**THE PROBLEM:**
Write only the number of lines in the entries that hold the string "Deserialize".

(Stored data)
====
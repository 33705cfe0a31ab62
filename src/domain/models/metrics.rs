//! Convergence diagnostics snapshots.

use chrono::{DateTime, Utc};
use serde::{Deserialize, Serialize};

use super::chain::ChainId;

/// tracecomp result for one scalar trace
#[derive(Debug, Clone, PartialEq, Serialize, Deserialize)]
pub struct TraceDiagnostic {
    pub name: String,
    pub effective_size: f64,
    pub relative_diff: f64,
}

/// Cross-chain convergence metrics from one diagnostics run.
///
/// A fresh value is produced on every evaluation and only ever superseded.
#[derive(Debug, Clone, PartialEq, Serialize, Deserialize)]
pub struct ConvergenceMetrics {
    /// bpcomp maxdiff: largest bipartition frequency disagreement between chains
    pub max_bipartition_diff: f64,
    /// Smallest effective sample size over all monitored traces
    pub min_effective_size: f64,
    /// Largest relative difference between chain means over all monitored traces
    pub max_relative_diff: f64,
    /// Per-trace detail, empty when the collector only reports aggregates
    #[serde(default)]
    pub traces: Vec<TraceDiagnostic>,
    pub computed_at: DateTime<Utc>,
}

impl ConvergenceMetrics {
    pub fn new(max_bipartition_diff: f64, min_effective_size: f64, max_relative_diff: f64) -> Self {
        Self {
            max_bipartition_diff,
            min_effective_size,
            max_relative_diff,
            traces: Vec::new(),
            computed_at: Utc::now(),
        }
    }

    /// Aggregate per-trace results; `None` when there are no traces.
    pub fn from_traces(max_bipartition_diff: f64, traces: Vec<TraceDiagnostic>) -> Option<Self> {
        if traces.is_empty() {
            return None;
        }

        let min_effective_size = traces
            .iter()
            .map(|t| t.effective_size)
            .fold(f64::INFINITY, f64::min);
        let max_relative_diff = traces
            .iter()
            .map(|t| t.relative_diff)
            .fold(f64::NEG_INFINITY, f64::max);

        Some(Self {
            max_bipartition_diff,
            min_effective_size,
            max_relative_diff,
            traces,
            computed_at: Utc::now(),
        })
    }
}

/// Sample counts of the chains taking part in one evaluation, read together
/// before any diagnostics run.
#[derive(Debug, Clone, Default, PartialEq, Eq, Serialize, Deserialize)]
pub struct SampleSnapshot {
    pub counts: Vec<(ChainId, u64)>,
}

impl SampleSnapshot {
    pub fn push(&mut self, chain: ChainId, samples: u64) {
        self.counts.push((chain, samples));
    }

    /// Samples of the shortest chain; 0 for an empty snapshot.
    pub fn min_samples(&self) -> u64 {
        self.counts.iter().map(|(_, n)| *n).min().unwrap_or(0)
    }
}
impl ChainSupervisor {
    pub fn new(
        config: RunConfig,
        launcher: Arc<dyn ChainLauncher>,
        collector: Arc<dyn DiagnosticsCollector>,
    ) -> Self {
        let layout = OutputLayout::new(&config.input, &config.sampler_args, config.processes);

        Self {
            config,
            layout,
            launcher,
            collector,
            status_sink: Arc::new(NullStatusSink),
            cancel: CancelHandle::new(),
            rng: fastrand::Rng::new(),
            run_id: Uuid::new_v4(),
            state: SupervisorState::Initializing,
            chains: Vec::new(),
            cycles: 0,
            diagnostics_invocations: 0,
            consecutive_diagnostic_failures: 0,
            last_metrics: None,
        }
    }

    #[must_use]
    pub fn with_status_sink(mut self, sink: Arc<dyn StatusSink>) -> Self {
        self.status_sink = sink;
        self
    }

    #[must_use]
    pub fn with_cancel_handle(mut self, cancel: CancelHandle) -> Self {
        self.cancel = cancel;
        self
    }

    /// Seed the poll jitter, for reproducible runs.
    #[must_use]
    pub fn with_seed(mut self, seed: u64) -> Self {
        self.rng = fastrand::Rng::with_seed(seed);
        self
    }

    pub fn cancel_handle(&self) -> CancelHandle {
        self.cancel.clone()
    }

    pub const fn run_id(&self) -> Uuid {
        self.run_id
    }

    pub const fn layout(&self) -> &OutputLayout {
        &self.layout
    }

    /// Run to a terminal verdict. Every chain has been stopped when this returns.
    pub async fn run(mut self) -> RunOutcome {
        info!(
            run_id = %self.run_id,
            input = %self.config.input.display(),
            chains = self.config.chains,
            processes = self.config.processes,
            output_base = %self.layout.base().display(),
            "Starting supervised run"
        );

        let verdict = match self.initialize().await {
            Ok(()) => {
                self.transition(SupervisorState::Running);
                self.run_loop().await
            }
            Err(reason) => Verdict::Failed(reason),
        };

        self.finish(verdict).await
    }

    /// Validate the configuration and spawn every chain.
    async fn initialize(&mut self) -> Result<(), FailureReason> {
        if let Err(err) = self.config.validate() {
            error!(error = %err, "Invalid run configuration");
            return Err(FailureReason::Config {
                message: err.to_string(),
            });
        }

        if self.config.chains < 2 {
            warn!(
                chains = self.config.chains,
                "Cross-chain diagnostics need at least two chains"
            );
        }

        for index in 0..self.config.chains {
            if self.cancel.is_cancelled() {
                return Err(self.cancelled_reason());
            }

            let spec = self.chain_spec(ChainId(index));
            match self.launcher.start(&spec).await {
                Ok(handle) => {
                    info!(
                        chain = %spec.chain,
                        output_base = %spec.output_base.display(),
                        "Chain started"
                    );
                    self.chains.push(ManagedChain {
                        spec,
                        handle,
                        restarts: 0,
                        samples: 0,
                    });
                }
                Err(err) => {
                    error!(chain = %spec.chain, error = %err, "Chain failed to start");
                    return Err(FailureReason::SpawnError {
                        chain: spec.chain,
                        message: err.to_string(),
                    });
                }
            }
        }

        Ok(())
    }

    /// Sleep, poll, evaluate; until a terminal verdict.
    async fn run_loop(&mut self) -> Verdict {
        loop {
            let interval = self.config.poll.next_interval(&mut self.rng);
            debug!(sleep_secs = interval.as_secs(), "Sleeping until next poll");

            let cancel = self.cancel.clone();
            tokio::select! {
                () = sleep(interval) => {}
                () = cancel.cancelled() => return Verdict::Failed(self.cancelled_reason()),
            }

            self.cycles += 1;
            let verdict = self.run_cycle().await;
            debug!(cycle = self.cycles, verdict = verdict.label(), "Poll cycle finished");

            if verdict.is_terminal() {
                return verdict;
            }
            self.publish_status(Some(&verdict)).await;
        }
    }

    /// One poll cycle: liveness, sample snapshot, diagnostics, verdict.
    async fn run_cycle(&mut self) -> Verdict {
        let cycle = self.cycles;

        if let Some(verdict) = self.check_liveness(cycle).await {
            return verdict;
        }

        let snapshot = self.snapshot_samples().await;
        let min_seen = snapshot.min_samples();
        info!(
            cycle,
            min_samples = min_seen,
            floor = self.config.samples.min_sample_size,
            ceiling = self.config.samples.max_sample_size,
            "Sample counts read"
        );

        // A chain that died while the counts were read may have left a
        // half-written trace behind; it is handled like any other early exit.
        if let Some(verdict) = self.check_liveness(cycle).await {
            return verdict;
        }

        if let Some(verdict) = evaluator::check_floor(min_seen, &self.config.samples) {
            info!(cycle, min_samples = min_seen, "Below sample floor, diagnostics deferred");
            return verdict;
        }

        let request = DiagnosticsRequest {
            chain_outputs: self
                .chains
                .iter()
                .map(|chain| chain.handle.output_base().to_path_buf())
                .collect(),
            comparison_base: self.layout.base().to_path_buf(),
            burnin: self.config.diagnostics.burnin(min_seen),
        };

        let cancel = self.cancel.clone();
        let attempt = tokio::select! {
            attempt = collect_with_retry(self.collector.as_ref(), &self.config.diagnostics, &request) => attempt,
            () = cancel.cancelled() => return Verdict::Failed(self.cancelled_reason()),
        };
        self.diagnostics_invocations += u64::from(attempt.attempts);

        match attempt.result {
            Ok(metrics) => {
                self.consecutive_diagnostic_failures = 0;
                let verdict = evaluator::evaluate(
                    &metrics,
                    min_seen,
                    &self.config.thresholds,
                    &self.config.samples,
                );
                info!(
                    cycle,
                    max_diff = metrics.max_bipartition_diff,
                    min_effective_size = metrics.min_effective_size,
                    max_relative_diff = metrics.max_relative_diff,
                    verdict = verdict.label(),
                    "Diagnostics evaluated"
                );
                self.last_metrics = Some(metrics);
                verdict
            }
            Err(err) if !err.is_transient() => {
                error!(error = %err, "Diagnostics tool unavailable");
                Verdict::Failed(FailureReason::DiagnosticsToolUnavailable {
                    message: err.to_string(),
                })
            }
            Err(err) if min_seen >= self.config.samples.max_sample_size => {
                warn!(
                    error = %err,
                    min_samples = min_seen,
                    "Diagnostics failed at the sample ceiling, stopping chains"
                );
                Verdict::CeilingReached
            }
            Err(err) => {
                self.consecutive_diagnostic_failures += 1;
                let ceiling = self.config.diagnostics.failed_cycle_ceiling;
                if self.consecutive_diagnostic_failures >= ceiling {
                    error!(
                        error = %err,
                        failed_cycles = self.consecutive_diagnostic_failures,
                        "Diagnostics kept failing, giving up"
                    );
                    Verdict::Failed(FailureReason::DiagnosticsExhausted {
                        attempts: self.consecutive_diagnostic_failures,
                        last_error: err.to_string(),
                    })
                } else {
                    warn!(
                        error = %err,
                        failed_cycles = self.consecutive_diagnostic_failures,
                        ceiling,
                        "Diagnostics failed this cycle, trying again next poll"
                    );
                    Verdict::Continue
                }
            }
        }
    }

    /// Poll every chain and deal with the ones that exited.
    ///
    /// `Some` ends the cycle: a failure, a cancellation, or `Continue` after a
    /// relaunch so the relaunched chain is not evaluated yet.
    async fn check_liveness(&mut self, cycle: u64) -> Option<Verdict> {
        let mut relaunched = false;
        for index in 0..self.chains.len() {
            let status = self.chains[index].handle.poll().await;
            match status {
                PollStatus::Running => {}
                PollStatus::Unknown => {
                    warn!(chain = %self.chains[index].handle.id(), "Chain liveness unknown");
                }
                PollStatus::Exited(code) => {
                    if let Err(reason) = self.handle_early_exit(index, code).await {
                        return Some(Verdict::Failed(reason));
                    }
                    relaunched = true;
                }
            }
        }

        if self.cancel.is_cancelled() {
            return Some(Verdict::Failed(self.cancelled_reason()));
        }

        if relaunched {
            info!(cycle, "Chain relaunched, evaluation deferred to the next cycle");
            return Some(Verdict::Continue);
        }

        None
    }

    /// React to a chain that exited before a terminal verdict: relaunch it if
    /// the restart policy allows, fail the run otherwise.
    async fn handle_early_exit(&mut self, index: usize, code: i32) -> Result<(), FailureReason> {
        let chain = &self.chains[index];
        let id = chain.handle.id();

        if !self.config.restart.allows(chain.restarts) {
            error!(chain = %id, code, restarts = chain.restarts, "Chain exited unexpectedly");
            return Err(FailureReason::UnexpectedExit { chain: id, code });
        }

        warn!(chain = %id, code, restarts = chain.restarts, "Chain exited unexpectedly, relaunching");
        let spec = chain.spec.clone();
        match self.launcher.start(&spec).await {
            Ok(handle) => {
                let chain = &mut self.chains[index];
                chain.handle = handle;
                chain.restarts += 1;
                Ok(())
            }
            Err(err) => {
                error!(chain = %id, error = %err, "Chain failed to relaunch");
                Err(FailureReason::SpawnError {
                    chain: id,
                    message: err.to_string(),
                })
            }
        }
    }

    /// Read every chain's sample count before anything else looks at the outputs.
    async fn snapshot_samples(&mut self) -> SampleSnapshot {
        let mut snapshot = SampleSnapshot::default();
        for chain in &mut self.chains {
            let samples = chain.handle.sample_count().await;
            chain.samples = chain.samples.max(samples);
            snapshot.push(chain.handle.id(), chain.samples);
        }
        snapshot
    }

    /// Enter the terminal state, stop every chain and build the outcome.
    async fn finish(mut self, verdict: Verdict) -> RunOutcome {
        if let Some(state) = SupervisorState::for_verdict(&verdict) {
            self.transition(state);
        }

        self.stop_all().await;
        self.publish_status(Some(&verdict)).await;

        match &verdict {
            Verdict::Failed(reason) => {
                error!(run_id = %self.run_id, code = reason.code(), reason = %reason, "Run failed");
            }
            other => {
                info!(
                    run_id = %self.run_id,
                    verdict = other.label(),
                    cycles = self.cycles,
                    "Run finished"
                );
            }
        }

        RunOutcome {
            run_id: self.run_id,
            verdict,
            cycles: self.cycles,
            diagnostics_invocations: self.diagnostics_invocations,
            chains: self.chains.iter().map(ManagedChain::status).collect(),
            last_metrics: self.last_metrics,
        }
    }

    /// Gracefully stop all chains concurrently; kill whatever is left once the
    /// hard deadline passes.
    async fn stop_all(&mut self) {
        if self.chains.is_empty() {
            return;
        }

        let deadline = Duration::from_secs(self.config.shutdown.hard_deadline_secs);
        info!(
            chains = self.chains.len(),
            deadline_secs = deadline.as_secs(),
            "Stopping chains"
        );

        let stops = self.chains.iter_mut().map(|chain| async move {
            let id = chain.handle.id();
            (id, chain.handle.stop(true).await)
        });

        let stopped = timeout(deadline, join_all(stops)).await;
        let mut needs_kill = Vec::new();
        match stopped {
            Ok(results) => {
                for (chain, result) in results {
                    if let Err(err) = result {
                        warn!(chain = %chain, error = %err, "Graceful stop failed");
                        needs_kill.push(chain);
                    }
                }
            }
            Err(_) => {
                warn!(deadline_secs = deadline.as_secs(), "Shutdown deadline passed, killing chains");
                needs_kill.extend(self.chains.iter().map(|chain| chain.spec.chain));
            }
        }

        for chain in self
            .chains
            .iter_mut()
            .filter(|chain| needs_kill.contains(&chain.spec.chain))
        {
            if let Err(err) = chain.handle.stop(false).await {
                error!(chain = %chain.spec.chain, error = %err, "Failed to kill chain");
            }
        }

        for chain in &mut self.chains {
            let samples = chain.handle.sample_count().await;
            chain.samples = chain.samples.max(samples);
        }
    }

    async fn publish_status(&self, verdict: Option<&Verdict>) {
        let report = StatusReport {
            run_id: self.run_id,
            cycle: self.cycles,
            state: self.state.to_string(),
            verdict: verdict.cloned(),
            chains: self.chains.iter().map(ManagedChain::status).collect(),
            metrics: self.last_metrics.clone(),
            consecutive_diagnostic_failures: self.consecutive_diagnostic_failures,
            updated_at: Utc::now(),
        };
        self.status_sink.publish(&report).await;
    }

    fn transition(&mut self, to: SupervisorState) {
        info!(from = %self.state, to = %to, "Supervisor state change");
        self.state = to;
    }

    fn cancelled_reason(&self) -> FailureReason {
        let signal = self.cancel.reason();
        warn!(reason = %signal, "Run cancelled");
        FailureReason::Cancelled { signal }
    }

    fn chain_spec(&self, chain: ChainId) -> ChainSpec {
        ChainSpec {
            chain,
            input: self.config.input.clone(),
            sampler_args: self.config.sampler_args.clone(),
            processes: self.config.processes,
            output_base: self.layout.chain_base(chain),
        }
    }
}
====
**OUTPUT OF THE TASK:**
4